What to produce: Each line of the entries that mentions the string "CaptureError" needs to be reported.

(Dataset entries)
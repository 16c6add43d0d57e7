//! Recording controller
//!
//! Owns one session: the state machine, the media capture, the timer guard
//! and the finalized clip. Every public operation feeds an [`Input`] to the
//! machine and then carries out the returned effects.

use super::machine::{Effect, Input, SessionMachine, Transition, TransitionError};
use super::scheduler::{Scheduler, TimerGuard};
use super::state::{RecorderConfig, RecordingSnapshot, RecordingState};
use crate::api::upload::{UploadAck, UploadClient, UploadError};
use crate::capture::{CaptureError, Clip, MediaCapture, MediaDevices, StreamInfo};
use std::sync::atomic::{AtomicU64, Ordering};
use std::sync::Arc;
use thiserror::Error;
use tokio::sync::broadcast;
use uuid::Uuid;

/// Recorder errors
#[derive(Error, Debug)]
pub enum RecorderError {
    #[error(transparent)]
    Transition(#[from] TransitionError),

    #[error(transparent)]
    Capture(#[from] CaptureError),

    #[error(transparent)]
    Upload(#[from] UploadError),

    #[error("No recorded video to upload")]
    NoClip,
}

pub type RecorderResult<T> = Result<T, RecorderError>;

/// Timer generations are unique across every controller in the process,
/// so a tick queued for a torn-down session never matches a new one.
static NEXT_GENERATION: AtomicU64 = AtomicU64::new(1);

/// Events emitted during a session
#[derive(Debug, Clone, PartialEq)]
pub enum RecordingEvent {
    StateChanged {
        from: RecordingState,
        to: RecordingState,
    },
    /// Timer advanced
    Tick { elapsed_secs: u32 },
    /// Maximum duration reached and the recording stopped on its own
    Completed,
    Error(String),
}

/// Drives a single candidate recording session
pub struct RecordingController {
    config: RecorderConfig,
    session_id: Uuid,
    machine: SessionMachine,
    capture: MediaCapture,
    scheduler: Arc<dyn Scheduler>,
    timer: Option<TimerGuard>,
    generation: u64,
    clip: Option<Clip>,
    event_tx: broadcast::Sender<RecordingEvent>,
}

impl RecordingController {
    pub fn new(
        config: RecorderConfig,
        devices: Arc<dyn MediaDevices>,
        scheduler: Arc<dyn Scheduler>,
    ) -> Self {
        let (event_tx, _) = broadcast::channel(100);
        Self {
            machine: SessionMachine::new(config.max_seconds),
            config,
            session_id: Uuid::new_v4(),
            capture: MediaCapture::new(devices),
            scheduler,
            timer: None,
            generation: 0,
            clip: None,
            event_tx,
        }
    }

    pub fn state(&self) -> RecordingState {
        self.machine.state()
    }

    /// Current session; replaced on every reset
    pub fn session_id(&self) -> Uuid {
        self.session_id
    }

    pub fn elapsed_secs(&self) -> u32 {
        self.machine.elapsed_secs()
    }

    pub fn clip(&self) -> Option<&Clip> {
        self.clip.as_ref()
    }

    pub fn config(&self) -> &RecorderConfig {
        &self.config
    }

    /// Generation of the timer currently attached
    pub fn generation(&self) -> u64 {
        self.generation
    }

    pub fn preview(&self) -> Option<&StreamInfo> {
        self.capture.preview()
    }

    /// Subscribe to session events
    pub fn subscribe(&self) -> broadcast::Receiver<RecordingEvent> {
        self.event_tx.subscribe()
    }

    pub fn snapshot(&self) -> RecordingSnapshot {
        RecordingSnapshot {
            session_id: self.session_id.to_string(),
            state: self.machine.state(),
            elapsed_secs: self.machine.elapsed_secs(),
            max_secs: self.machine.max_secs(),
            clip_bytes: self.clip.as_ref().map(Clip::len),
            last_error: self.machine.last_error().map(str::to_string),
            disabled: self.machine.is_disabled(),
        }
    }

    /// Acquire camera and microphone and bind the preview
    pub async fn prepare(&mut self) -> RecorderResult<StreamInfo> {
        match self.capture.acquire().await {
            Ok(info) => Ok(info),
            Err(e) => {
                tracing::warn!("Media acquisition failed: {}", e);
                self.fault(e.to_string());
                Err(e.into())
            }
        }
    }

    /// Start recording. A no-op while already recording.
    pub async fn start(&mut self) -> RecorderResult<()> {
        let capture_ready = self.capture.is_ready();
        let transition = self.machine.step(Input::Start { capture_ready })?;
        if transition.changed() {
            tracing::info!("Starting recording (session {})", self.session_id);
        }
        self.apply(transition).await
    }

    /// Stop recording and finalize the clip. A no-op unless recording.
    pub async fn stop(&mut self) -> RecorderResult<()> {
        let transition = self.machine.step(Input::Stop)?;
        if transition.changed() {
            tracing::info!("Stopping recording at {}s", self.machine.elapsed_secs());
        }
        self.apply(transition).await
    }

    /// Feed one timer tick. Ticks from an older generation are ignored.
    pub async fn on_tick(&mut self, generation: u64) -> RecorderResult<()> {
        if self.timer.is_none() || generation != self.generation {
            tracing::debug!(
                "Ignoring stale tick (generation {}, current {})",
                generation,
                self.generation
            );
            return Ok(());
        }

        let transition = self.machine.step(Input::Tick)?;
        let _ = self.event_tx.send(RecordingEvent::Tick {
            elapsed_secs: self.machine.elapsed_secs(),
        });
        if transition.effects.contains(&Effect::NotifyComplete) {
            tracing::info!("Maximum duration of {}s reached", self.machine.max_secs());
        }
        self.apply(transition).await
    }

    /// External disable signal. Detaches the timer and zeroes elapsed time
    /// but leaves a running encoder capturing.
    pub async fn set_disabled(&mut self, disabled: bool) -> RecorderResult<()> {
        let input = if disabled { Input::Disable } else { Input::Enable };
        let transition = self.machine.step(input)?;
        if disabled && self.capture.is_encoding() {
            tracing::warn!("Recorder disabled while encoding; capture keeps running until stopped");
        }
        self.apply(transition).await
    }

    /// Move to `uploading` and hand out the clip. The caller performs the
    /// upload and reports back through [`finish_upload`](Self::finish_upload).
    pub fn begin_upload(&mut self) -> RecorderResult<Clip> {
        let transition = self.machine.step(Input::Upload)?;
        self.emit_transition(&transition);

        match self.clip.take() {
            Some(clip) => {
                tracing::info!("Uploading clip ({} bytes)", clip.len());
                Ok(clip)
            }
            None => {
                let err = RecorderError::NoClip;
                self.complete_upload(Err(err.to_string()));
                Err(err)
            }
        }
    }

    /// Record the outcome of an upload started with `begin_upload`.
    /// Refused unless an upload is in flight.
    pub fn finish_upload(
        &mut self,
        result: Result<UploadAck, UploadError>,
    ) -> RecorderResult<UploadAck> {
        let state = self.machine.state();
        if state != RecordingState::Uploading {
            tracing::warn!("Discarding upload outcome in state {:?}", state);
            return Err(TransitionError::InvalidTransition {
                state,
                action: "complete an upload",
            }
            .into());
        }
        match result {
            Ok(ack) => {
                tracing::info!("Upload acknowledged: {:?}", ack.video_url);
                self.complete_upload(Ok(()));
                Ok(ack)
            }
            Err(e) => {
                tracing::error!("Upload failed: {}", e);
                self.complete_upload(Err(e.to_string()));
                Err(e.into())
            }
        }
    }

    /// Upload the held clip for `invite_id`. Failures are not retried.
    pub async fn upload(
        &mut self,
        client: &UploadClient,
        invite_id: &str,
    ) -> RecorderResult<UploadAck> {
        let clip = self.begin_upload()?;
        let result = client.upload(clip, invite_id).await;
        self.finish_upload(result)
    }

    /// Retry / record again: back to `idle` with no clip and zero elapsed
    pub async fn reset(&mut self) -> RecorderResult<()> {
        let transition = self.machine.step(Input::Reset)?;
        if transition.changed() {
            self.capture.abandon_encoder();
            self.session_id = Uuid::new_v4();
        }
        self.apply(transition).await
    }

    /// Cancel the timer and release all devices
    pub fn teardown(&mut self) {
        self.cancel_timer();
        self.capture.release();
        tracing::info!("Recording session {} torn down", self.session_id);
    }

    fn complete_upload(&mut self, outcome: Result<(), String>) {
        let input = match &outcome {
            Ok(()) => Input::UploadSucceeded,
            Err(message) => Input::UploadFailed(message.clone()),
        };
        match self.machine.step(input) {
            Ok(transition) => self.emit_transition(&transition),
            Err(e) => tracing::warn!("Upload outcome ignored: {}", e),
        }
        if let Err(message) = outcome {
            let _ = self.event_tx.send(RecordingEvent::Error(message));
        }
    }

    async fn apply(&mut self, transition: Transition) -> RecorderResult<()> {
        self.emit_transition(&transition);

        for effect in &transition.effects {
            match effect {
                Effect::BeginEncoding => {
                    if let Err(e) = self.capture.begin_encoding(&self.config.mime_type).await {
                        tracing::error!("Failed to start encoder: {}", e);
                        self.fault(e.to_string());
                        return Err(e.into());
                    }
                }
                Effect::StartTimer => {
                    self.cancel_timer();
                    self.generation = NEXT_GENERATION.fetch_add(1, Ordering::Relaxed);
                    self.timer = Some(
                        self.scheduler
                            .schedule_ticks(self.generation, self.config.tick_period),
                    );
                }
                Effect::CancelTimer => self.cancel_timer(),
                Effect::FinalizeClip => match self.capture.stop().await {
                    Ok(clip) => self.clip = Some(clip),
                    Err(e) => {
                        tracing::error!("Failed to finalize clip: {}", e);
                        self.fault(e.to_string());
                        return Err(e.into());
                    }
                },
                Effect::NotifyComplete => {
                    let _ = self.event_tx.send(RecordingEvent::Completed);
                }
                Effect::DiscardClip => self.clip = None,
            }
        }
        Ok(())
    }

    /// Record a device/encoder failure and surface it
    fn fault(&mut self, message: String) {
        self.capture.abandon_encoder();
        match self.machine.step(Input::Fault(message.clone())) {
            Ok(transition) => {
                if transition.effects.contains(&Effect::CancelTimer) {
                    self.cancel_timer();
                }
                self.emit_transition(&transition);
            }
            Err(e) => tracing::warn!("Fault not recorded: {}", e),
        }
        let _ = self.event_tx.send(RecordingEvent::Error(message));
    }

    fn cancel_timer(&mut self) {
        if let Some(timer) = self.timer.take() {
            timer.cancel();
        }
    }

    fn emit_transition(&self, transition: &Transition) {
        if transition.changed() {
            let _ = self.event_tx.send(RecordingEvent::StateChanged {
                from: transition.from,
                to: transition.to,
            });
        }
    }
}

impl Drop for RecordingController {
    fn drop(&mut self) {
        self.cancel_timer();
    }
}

Result:
use crate::capture::{CaptureError, Clip, MediaCapture, MediaDevices, StreamInfo};
    Capture(#[from] CaptureError),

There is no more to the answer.